Именно любовь, как вода, стерла острые грани стеснения и неловкости, испытываемые Алешкой в обществе Вари. Ему приносило удовольствие ненавязчивое с его стороны рассматривание Снежинской. Золотое руно волос, схваченное сзади черной бархатной ленточкой, молочная белизна кожи, чувственный абрис рта, который мог быстро становиться холодным и жестким, изящная линия шеи, сбегавшая в плечо, глаза со льдистым отблеском голубой волны – приятно мутили Кречетова, заставляя ощущать сухой жар в ладонях и беспокойное эхо сердца в груди, особенно когда он ощущал покорную мягкость ее маленькой руки.

И все же Алексей испытывал в определенные моменты их встреч гнетущую неловкость и вину перед Снежинской. Каким-то шестым чувством он догадывался, что Бася ждет от него большего, но не говорит и лишь томится и надеется. Пожалуй, он знал чего… но боялся и самого себя, и ее. В такие минуты он маялся, находясь в дурацком положении. Но душевные стенания лишь усугубляли крапивный зуд сомнений.

Как-то раз они забежали в Павловский трактир. После долгих хождений по бульварам к обеду в их желудках «выли волки».

– Боже, как я хочу есть! Как хочется заморить червячка! – Бася залилась румянцем от своего откровения.

«А с моим аппетитом я готов и гадюку заморить», – сглатывая слюну, признался себе Алешка и проводил спутницу, придерживая под локоть, до свободного столика, который им указал половой.

Сели. Барбара идеально выпрямила спину, точно аршин проглотила, когда к их столу подошел старший официант. Рыжеватые волосы, чесанные на прямой пробор и мазанные конопляным маслом, блестели на его челе, как глянцевые крылышки навозного жука. На лице дремала самодовольная тень скрытого превосходства. Не проронив и слова, он бросил перед ними по обеденной «доске».

– Сразу изволите заказать али гадать будете?

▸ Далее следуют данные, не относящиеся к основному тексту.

//! Client-side bookkeeping of requests awaiting a reply.

use sfs_core::{Seqno, WaitMode};
use sfs_network::Message;
use std::collections::HashMap;
use std::sync::atomic::{AtomicBool, Ordering};
use std::sync::{Arc, Mutex, MutexGuard, PoisonError};
use std::time::Duration;
use tokio::sync::Notify;

/// One outstanding request. Lives from registration until the caller
/// receives its reply or gives up.
#[derive(Debug)]
pub struct PendingRequest {
    seqno: Seqno,
    wait_mode: WaitMode,
    reply: Mutex<Option<Message>>,
    /// Connection lost while outstanding; the caller should retransmit.
    interrupted: AtomicBool,
    wake: Notify,
}

/// What a single polling slice observed.
#[derive(Debug)]
pub enum SliceOutcome {
    Reply(Message),
    Interrupted,
    Idle,
}

impl PendingRequest {
    #[inline]
    #[must_use]
    pub fn seqno(&self) -> Seqno {
        self.seqno
    }

    #[inline]
    #[must_use]
    pub fn wait_mode(&self) -> WaitMode {
        self.wait_mode
    }

    fn slot(&self) -> MutexGuard<'_, Option<Message>> {
        self.reply.lock().unwrap_or_else(PoisonError::into_inner)
    }

    fn complete(&self, message: Message) {
        *self.slot() = Some(message);
        self.wake.notify_one();
    }

    fn interrupt(&self) {
        self.interrupted.store(true, Ordering::Release);
        self.wake.notify_one();
    }

    /// Clear the interrupted flag before a retransmission.
    pub fn rearm(&self) {
        self.interrupted.store(false, Ordering::Release);
    }

    /// Wait up to `slice` for the reply. A reply that raced in wins over an
    /// interruption.
    pub async fn wait_slice(&self, slice: Duration) -> SliceOutcome {
        if let Some(outcome) = self.poll() {
            return outcome;
        }
        let _ = tokio::time::timeout(slice, self.wake.notified()).await;
        self.poll().unwrap_or(SliceOutcome::Idle)
    }

    fn poll(&self) -> Option<SliceOutcome> {
        if let Some(reply) = self.slot().take() {
            return Some(SliceOutcome::Reply(reply));
        }
        self.interrupted
            .load(Ordering::Acquire)
            .then_some(SliceOutcome::Interrupted)
    }
}

#[derive(Debug)]
struct Inner {
    last: Seqno,
    outstanding: HashMap<Seqno, Arc<PendingRequest>>,
}

/// Every request of one mount still waiting for its reply.
#[derive(Debug)]
pub struct PendingRequests {
    inner: Mutex<Inner>,
}

impl Default for PendingRequests {
    fn default() -> Self {
        Self {
            inner: Mutex::new(Inner {
                last: Seqno::NONE,
                outstanding: HashMap::new(),
            }),
        }
    }
}

impl PendingRequests {
    pub fn new() -> Self {
        Self::default()
    }

    fn lock(&self) -> MutexGuard<'_, Inner> {
        self.inner.lock().unwrap_or_else(PoisonError::into_inner)
    }

    /// Assign the next sequence number and track the request before any
    /// byte of it is written.
    pub fn register(&self, wait_mode: WaitMode) -> Arc<PendingRequest> {
        let mut inner = self.lock();
        inner.last = inner.last.next();
        let pending = Arc::new(PendingRequest {
            seqno: inner.last,
            wait_mode,
            reply: Mutex::new(None),
            interrupted: AtomicBool::new(false),
            wake: Notify::new(),
        });
        inner.outstanding.insert(pending.seqno, Arc::clone(&pending));
        pending
    }

    /// Hand a reply to its waiter. Returns false for replies nobody waits
    /// for any more.
    pub fn complete(&self, message: Message) -> bool {
        let pending = self.lock().outstanding.get(&message.header.seqno).cloned();
        match pending {
            Some(pending) => {
                pending.complete(message);
                true
            },
            None => false,
        }
    }

    pub fn remove(&self, seqno: Seqno) {
        self.lock().outstanding.remove(&seqno);
    }

    /// Lowest outstanding sequence number; the next one to be issued when
    /// nothing is outstanding.
    #[must_use]
    pub fn ack(&self) -> Seqno {
        let inner = self.lock();
        inner
            .outstanding
            .keys()
            .copied()
            .reduce(|low, s| if s.is_earlier_than(low) { s } else { low })
            .unwrap_or_else(|| inner.last.next())
    }

    /// Wake every waiter so it retransmits on the next connection.
    pub fn interrupt_all(&self) {
        for pending in self.lock().outstanding.values() {
            pending.interrupt();
        }
    }

    #[must_use]
    pub fn len(&self) -> usize {
        self.lock().outstanding.len()
    }

    #[must_use]
    pub fn is_empty(&self) -> bool {
        self.lock().outstanding.is_empty()
    }
}

/// Removes its request from the table when dropped.
pub(crate) struct PendingGuard<'a> {
    table: &'a PendingRequests,
    pub(crate) request: Arc<PendingRequest>,
}

impl<'a> PendingGuard<'a> {
    pub(crate) fn new(table: &'a PendingRequests, wait_mode: WaitMode) -> Self {
        let request = table.register(wait_mode);
        Self { table, request }
    }
}

impl Drop for PendingGuard<'_> {
    fn drop(&mut self) {
        self.table.remove(self.request.seqno());
    }
}

#[cfg(test)]
#[allow(clippy::unwrap_used)]
mod tests {
    use super::*;
    use sfs_core::ErrorCode;
    use sfs_network::{MountRequest, Reply, Request};

    fn reply_to(seqno: Seqno) -> Message {
        let mut request = Message::request(Request::Mount(MountRequest::Status), WaitMode::Wait);
        request.header.seqno = seqno;
        Message::reply(&request.header, ErrorCode::OK, Reply::Empty)
    }

    #[test]
    fn test_seqnos_increase() {
        let table = PendingRequests::new();
        let a = table.register(WaitMode::Wait);
        let b = table.register(WaitMode::Wait);
        assert_eq!(a.seqno(), Seqno::new(1));
        assert!(b.seqno().is_later_than(a.seqno()));
    }

    #[test]
    fn test_ack_is_lowest_outstanding() {
        let table = PendingRequests::new();
        assert_eq!(table.ack(), Seqno::new(1));
        let a = table.register(WaitMode::Wait);
        let b = table.register(WaitMode::Wait);
        assert_eq!(table.ack(), a.seqno());
        table.remove(a.seqno());
        assert_eq!(table.ack(), b.seqno());
        table.remove(b.seqno());
        assert_eq!(table.ack(), Seqno::new(3));
    }

    #[tokio::test]
    async fn test_reply_wins_over_interrupt() {
        let table = PendingRequests::new();
        let pending = table.register(WaitMode::Wait);
        assert!(table.complete(reply_to(pending.seqno())));
        table.interrupt_all();
        assert!(matches!(
            pending.wait_slice(Duration::from_millis(10)).await,
            SliceOutcome::Reply(_)
        ));
        assert!(matches!(
            pending.wait_slice(Duration::from_millis(10)).await,
            SliceOutcome::Interrupted
        ));
        pending.rearm();
    }

    #[tokio::test(start_paused = true)]
    async fn test_idle_slice() {
        let table = PendingRequests::new();
        let pending = table.register(WaitMode::Wait);
        assert!(matches!(
            pending.wait_slice(Duration::from_secs(1)).await,
            SliceOutcome::Idle
        ));
        assert!(!table.complete(reply_to(Seqno::new(99))));
    }

    #[test]
    fn test_guard_removes() {
        let table = PendingRequests::new();
        {
            let _guard = PendingGuard::new(&table, WaitMode::Wait);
            assert_eq!(table.len(), 1);
        }
        assert!(table.is_empty());
    }
}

Половой, лет сорока, смерил Алексея беглым взглядом, но Варя заметила, как в глубине его мелких глаз прижалась презрительная усмешка. Потом он перевел взор на нее, изумленно растянул полные губы в улыбке и начал с охотой жонглировать прибаутками:

– Кислые щи и в нос шибають, и хмель вышибають. Имеется в наличии и мороженое, шампаньское, и – чоколяд. На первые блюда уха из осетра… есть белуга в рассоле, есть белая, как сливки, индюшка, для вашего Артюшки, откормленная грецкими орехами с потехами… Имеются и «пополамные расстегаи» из стерляди и налимьих печенок. Вторичные блюда – хоть куда: поросенок с хреном за красную цену. Откормлен, барышня, сей экземпляр-игрушка в особой кормушке, чтобы, так сказать, он, шельмец, с жирку не сбрыкнул! – пояснил половой.

Девушка прыснула в ладони – уж больно ловок и спор был на веселые речевки официант.

– Чем же удивите «на третье»? – Ее глаза искрились от смеха.

– А это уж по вашей привязанности… Кому-с – ароматная ли́стовка: черносмородиновой почкой пахнет, аки весной под кустом лежишь; а кому белый сахарный квас… Опять-таки он, подлец, ядрен шибко, приходится купорить в «шампанки», а то всяку дуру-бутылку в клочья разорветь.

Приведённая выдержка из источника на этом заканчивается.